C – Le rejet de l’exequatur

Aux termes des dispositions de l’alinéa 4 de l’l’article 31 de l’AUA, la reconnaissance et l’exequatur sont refusés si la sentence est manifestement contraire à une règle d’ordre public international.

Plus fourni,  invoquant les cas de refus de l’exequatur, l’article 30.5 du RA de la CCJA prescrit que « l’exequatur ne peut être refusé que dans les quatre cas où le tribunal a statué sans convention d’arbitrage ou sur une convention nulle ou expirée, a statué sans se conformer à sa mission qui lui a été conférée ou lorsque le principe  de la procédure contradictoire n’a pas été  respecté ou encore lorsque la sentence est contraire à l’ordre public international. »

Dans ce cas, le requérant saisit alors la Cour dans le délai de quinze jours à compter du rejet de sa requête, notifiant toutefois celle-ci, à sa diligence,  au défendeur.

La procédure devant la CCJA est nécessairement contradictoire contrairement à celle visant à obtenir l’exequatur et qui par cela, à raison du silence que garde le défendeur, de toute évidence, empêche celui-ci de faire valoir ses griefs ou moyens au cours de cette procédure.

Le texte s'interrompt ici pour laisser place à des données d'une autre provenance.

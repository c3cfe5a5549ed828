//! Filename heuristics: season/episode numbers and episode titles.
//!
//! Both extractors are ordered pattern chains where the first match wins.
//! The order is part of the behavior and is exposed as constants so it can
//! be tested and reused.

use crate::models::scan::EpisodeNumber;
use regex::Regex;
use std::path::Path;
use std::sync::OnceLock;

/// Episode number patterns, highest confidence first.
#[derive(Debug, Clone, Copy, PartialEq, Eq)]
pub enum EpisodePattern {
    /// `S01E05`, case-insensitive. The only pattern that yields a season.
    SeasonEpisode,
    /// `Show - 05`
    DashNumber,
    /// `Episode 05`, `Episode.05`, case-insensitive.
    EpisodeWord,
    /// First standalone run of 1-3 digits.
    BareNumber,
}

/// Order in which episode patterns are tried.
pub const EPISODE_PATTERN_PRIORITY: [EpisodePattern; 4] = [
    EpisodePattern::SeasonEpisode,
    EpisodePattern::DashNumber,
    EpisodePattern::EpisodeWord,
    EpisodePattern::BareNumber,
];

impl EpisodePattern {
    fn source(self) -> &'static str {
        match self {
            EpisodePattern::SeasonEpisode => r"(?i)s(\d+)e(\d+)",
            EpisodePattern::DashNumber => r" - (\d+)\b",
            EpisodePattern::EpisodeWord => r"(?i)episode[\s._\-]*(\d+)",
            EpisodePattern::BareNumber => r"\b(\d{1,3})\b",
        }
    }

    fn regex(self) -> Option<&'static Regex> {
        static CELLS: [OnceLock<Option<Regex>>; 4] = [
            OnceLock::new(),
            OnceLock::new(),
            OnceLock::new(),
            OnceLock::new(),
        ];
        let cell = &CELLS[self as usize];
        cell.get_or_init(|| Regex::new(self.source()).ok()).as_ref()
    }

    /// Apply this pattern alone.
    pub fn apply(self, filename: &str) -> Option<EpisodeNumber> {
        let caps = self.regex()?.captures(filename)?;
        let number = |i: usize| caps.get(i).and_then(|m| m.as_str().parse::<u32>().ok());

        match self {
            EpisodePattern::SeasonEpisode => Some(EpisodeNumber {
                season: number(1),
                episode: number(2),
            }),
            _ => Some(EpisodeNumber {
                season: None,
                episode: number(1),
            }),
        }
    }
}

/// Title patterns, tried against the tag-stripped file stem.
const TITLE_PATTERNS: [&str; 4] = [
    // Show - S01E01 - Title
    r"(?i).*?\s-\sS\d+E\d+\s-\s(.*?)$",
    // S01E01-Title
    r"(?i)S\d+E\d+-(.*?)$",
    // Show - 01 - Title
    r"(?i).*?\s-\s\d+\s-\s(.*?)$",
    // anything after S01E01 or EP 01 and a separator
    r"(?i)(?:S\d+E\d+|EP\s?\d+)[\s._\-]*(.*?)$",
];

/// Release tags in brackets or parentheses.
const TAG_PATTERNS: [&str; 2] = [r"\[.*?\]", r"\(.*?\)"];

fn compile_all<const N: usize>(
    cell: &'static OnceLock<Vec<Regex>>,
    sources: &[&str; N],
) -> &'static [Regex] {
    cell.get_or_init(|| sources.iter().filter_map(|s| Regex::new(s).ok()).collect())
}

fn title_patterns() -> &'static [Regex] {
    static CELL: OnceLock<Vec<Regex>> = OnceLock::new();
    compile_all(&CELL, &TITLE_PATTERNS)
}

fn tag_patterns() -> &'static [Regex] {
    static CELL: OnceLock<Vec<Regex>> = OnceLock::new();
    compile_all(&CELL, &TAG_PATTERNS)
}

fn season_token() -> Option<&'static Regex> {
    static CELL: OnceLock<Option<Regex>> = OnceLock::new();
    CELL.get_or_init(|| Regex::new(r"(?i)season\s*(\d+)").ok())
        .as_ref()
}

fn standard_folder() -> Option<&'static Regex> {
    static CELL: OnceLock<Option<Regex>> = OnceLock::new();
    CELL.get_or_init(|| Regex::new(r"(?i)^(season\s*\d+|specials)$").ok())
        .as_ref()
}

fn season_folder() -> Option<&'static Regex> {
    static CELL: OnceLock<Option<Regex>> = OnceLock::new();
    CELL.get_or_init(|| Regex::new(r"(?i)^season\s*\d+$").ok())
        .as_ref()
}

/// Find the highest-priority pattern that matches and what it captured.
///
/// Once a pattern matches, lower ones are not consulted even if the captured
/// number fails to parse.
pub fn match_episode_pattern(filename: &str) -> Option<(EpisodePattern, EpisodeNumber)> {
    EPISODE_PATTERN_PRIORITY
        .iter()
        .find_map(|pattern| pattern.apply(filename).map(|number| (*pattern, number)))
}

/// Guess season and episode from a filename.
pub fn parse_episode_number(filename: &str) -> EpisodeNumber {
    match_episode_pattern(filename)
        .map(|(_, number)| number)
        .unwrap_or_default()
}

/// File stem with bracketed and parenthesized tags removed.
pub fn strip_tags(filename: &str) -> String {
    let stem = Path::new(filename)
        .file_stem()
        .map(|s| s.to_string_lossy().to_string())
        .unwrap_or_else(|| filename.to_string());

    tag_patterns()
        .iter()
        .fold(stem, |name, re| re.replace_all(&name, "").to_string())
        .trim()
        .to_string()
}

fn trim_separators(s: &str) -> &str {
    s.trim_matches(|c: char| c == '.' || c == '_' || c == '-' || c.is_whitespace())
}

/// Extract an episode title from a filename, if one of the patterns finds a
/// non-empty one.
pub fn extract_title(filename: &str) -> Option<String> {
    let cleaned = strip_tags(filename);

    for re in title_patterns() {
        if let Some(caps) = re.captures(&cleaned) {
            let title = caps.get(1).map(|m| trim_separators(m.as_str())).unwrap_or("");
            if !title.is_empty() {
                return Some(title.to_string());
            }
        }
    }

    None
}

/// Extracted title, or the tag-stripped stem when nothing was found.
pub fn display_title(filename: &str) -> String {
    extract_title(filename).unwrap_or_else(|| strip_tags(filename))
}

/// Season number from a `Season N` token anywhere in a path component.
pub fn season_from_component(name: &str) -> Option<u32> {
    season_token()?
        .captures(name)?
        .get(1)
        .and_then(|m| m.as_str().parse().ok())
}

/// `Season N` or `Specials`, the conventional subfolder names.
pub fn is_standard_folder_name(name: &str) -> bool {
    standard_folder().map(|re| re.is_match(name)).unwrap_or(false)
}

/// Strictly `Season N`.
pub fn is_season_folder_name(name: &str) -> bool {
    season_folder().map(|re| re.is_match(name)).unwrap_or(false)
}
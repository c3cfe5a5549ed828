//! Core business logic modules.

pub mod auditor;
pub mod identity;
pub mod reconcile;
pub mod scanner;
pub mod sync;
pub mod titles;

pub use auditor::{audit_library, audit_series};
pub use reconcile::reconcile_paths;
pub use sync::{SyncEngine, SyncMode, SyncOptions};
pub use titles::preview_titles;
//! Watch progress commands: progress, watched and history.

use crate::cli::args::WatchTarget;
use crate::models::catalog::{EpisodeId, WatchProgress};
use crate::store::Catalog;
use crate::utils::format::format_time;
use anyhow::Result;
use colored::Colorize;

/// Show or set the progress of one episode.
pub async fn progress(catalog: &Catalog, episode_id: EpisodeId, set: Option<f64>) -> Result<()> {
    let episode = catalog
        .get_episode(episode_id)?
        .ok_or(crate::Error::EpisodeNotFound(episode_id))?;

    let progress = match set {
        Some(seconds) => {
            if !seconds.is_finite() || seconds < 0.0 {
                anyhow::bail!("Position must be a non-negative number of seconds");
            }
            Some(catalog.set_progress(episode_id, seconds, false)?)
        }
        None => catalog.get_progress(episode_id)?,
    };

    println!("{}", episode.display_title().bold());
    match progress {
        Some(p) => print_progress(&p, episode.duration_seconds),
        None => println!("  Not watched yet"),
    }

    Ok(())
}

fn print_progress(progress: &WatchProgress, duration: f64) {
    let position = if duration > 0.0 {
        format!(
            "{} / {}",
            format_time(progress.timestamp_seconds),
            format_time(duration)
        )
    } else {
        format_time(progress.timestamp_seconds)
    };
    println!("  Position: {}", position);
    println!(
        "  Completed: {}",
        if progress.completed {
            "yes".green()
        } else {
            "no".yellow()
        }
    );
    println!(
        "  Last watched: {}",
        progress.last_watched.format("%Y-%m-%d %H:%M")
    );
}

/// Mark an episode or a series watched or unwatched.
pub async fn watched(catalog: &Catalog, target: WatchTarget, id: i64, unset: bool) -> Result<()> {
    let watched = !unset;
    let state = if watched { "watched" } else { "unwatched" };

    match target {
        WatchTarget::Episode => {
            catalog.mark_episode_watched(id, watched)?;
            println!("{}", format!("Episode {} marked as {}", id, state).green());
        }
        WatchTarget::Series => {
            let count = catalog.mark_series_watched(id, watched)?;
            println!(
                "{}",
                format!("{} episode(s) of series {} marked as {}", count, id, state).green()
            );
        }
    }

    Ok(())
}

/// Recently watched episodes, newest first.
pub async fn history(catalog: &Catalog, limit: usize) -> Result<()> {
    let entries = catalog.recent_progress(limit)?;
    if entries.is_empty() {
        println!("No watch history yet.");
        return Ok(());
    }

    println!("{}", "Recently watched".bold().cyan());
    for entry in &entries {
        let title = catalog
            .get_episode(entry.episode_id)?
            .map(|e| e.display_title().to_string())
            .unwrap_or_else(|| format!("Episode {}", entry.episode_id));
        let marker = if entry.completed {
            "✓".green().to_string()
        } else {
            format_time(entry.timestamp_seconds)
        };
        println!(
            "  {}  {:>5}  {}  {}",
            entry.last_watched.format("%Y-%m-%d %H:%M"),
            entry.episode_id,
            title,
            marker
        );
    }

    Ok(())
}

La célérité le commande-t-elle ?

Le contradictoire institué devant la CCJA corrige, répare et rétablit sans doute l’équilibre du procès arbitral lorsque la Cour doit statuer contradictoirement sur le rejet de la requête d’exequatur.

A la différence de la décision qui accorde l’exequatur et qui ne peut faire l’objet que d’un recours indirect par l’effet du recours en annulation, celle qui refuse l’exequatur est susceptible de cassation devant la CCJA, qui, ici, se trouve alors nécessairement rangé dans la catégorie des décision rendues en premier et dernier ressort.

Lorsqu’elle casse, dans l’exercice  de sa fonction contentieuse, elle évoque et statue sur le fond, le mécanisme de renvoi lui étant interdit.

A l’analyse, sur le fondement des alinéas 3 et 5 des articles 13 et 14 du Traité de Port-Louis,

« saisie par la voie du recours en cassation, la Cour se prononce sur les décisions rendues par les juridictions d’appel des Etats parties dans toutes les affaires  soulevant des questions relatives à l’application ou à l’interprétation  des Actes uniformes.

 Elle se prononce dans les mêmes conditions sur les décisions non susceptibles d’appel rendues par toute juridiction des Etats parties dans les mêmes contentieux.

Toutefois, lorsqu’elle statue sur une requête aux fins d’exequatur qu’elle rejette, la partie requérante, face à cette ordonnance de refus, peut saisir la Cour dans les quinze jours de la notification du rejet de sa requête. Ce délai est même réduit à trois jours lorsque le recours porte sur l’exécution d’une sentence du tribunal arbitral relative à des mesures provisoires ou conservatoires.

Une sentence arbitrale, dont la requête aux fins d’exequatur est rejetée, n’a point force exécutoire dans l’espace OHADA.

En pratique, il est rare qu’elle n’en bénéficie pas, les conditions à observer à l’effet d’obtenir l’exequatur, sous réserve de sa conformité à l’ordre public international, variables d’un Etat partie à un autre, ayant été à dessein  simplifiées par le législateur communautaire.

Il eût cependant fallu qu’il définît le concept.

La CCJA ne manquera guère d’aviser utilement lorsqu’elle aura, sans doute, l’occasion de se prononcer sur la notion de l’ordre public international dont elle fixera les contours ou le périmètre exact, l’uniformisant ainsi dans l’espace OHADA.

Quelle délicate mission d’exégèse, d’interprète de la loi commune !

Toutefois, la tâche de la CCJA paraît moins ardue à l’examen de l’alinéa 2 de l’article 21 du Traité de Port-Louis qui détermine sa  fonction administrative lorsqu’il énonce que  la CCJA ne tranche pas elle-même les différends.

Elle se borne à nommer et à examiner les projets de sentences qui comme tout jugement arbitral n’a d’intérêt qu’exécuté, au mieux, de bonne foi, mais il n’est pas rare que le débiteur de mauvaise foi, celui qui ne s’exécute pas de son propre gré, en vertu du principe de la force obligatoire des contrats, se voit alors appliquer des mesures contraignantes, l’obligeant à s’exécuter de force.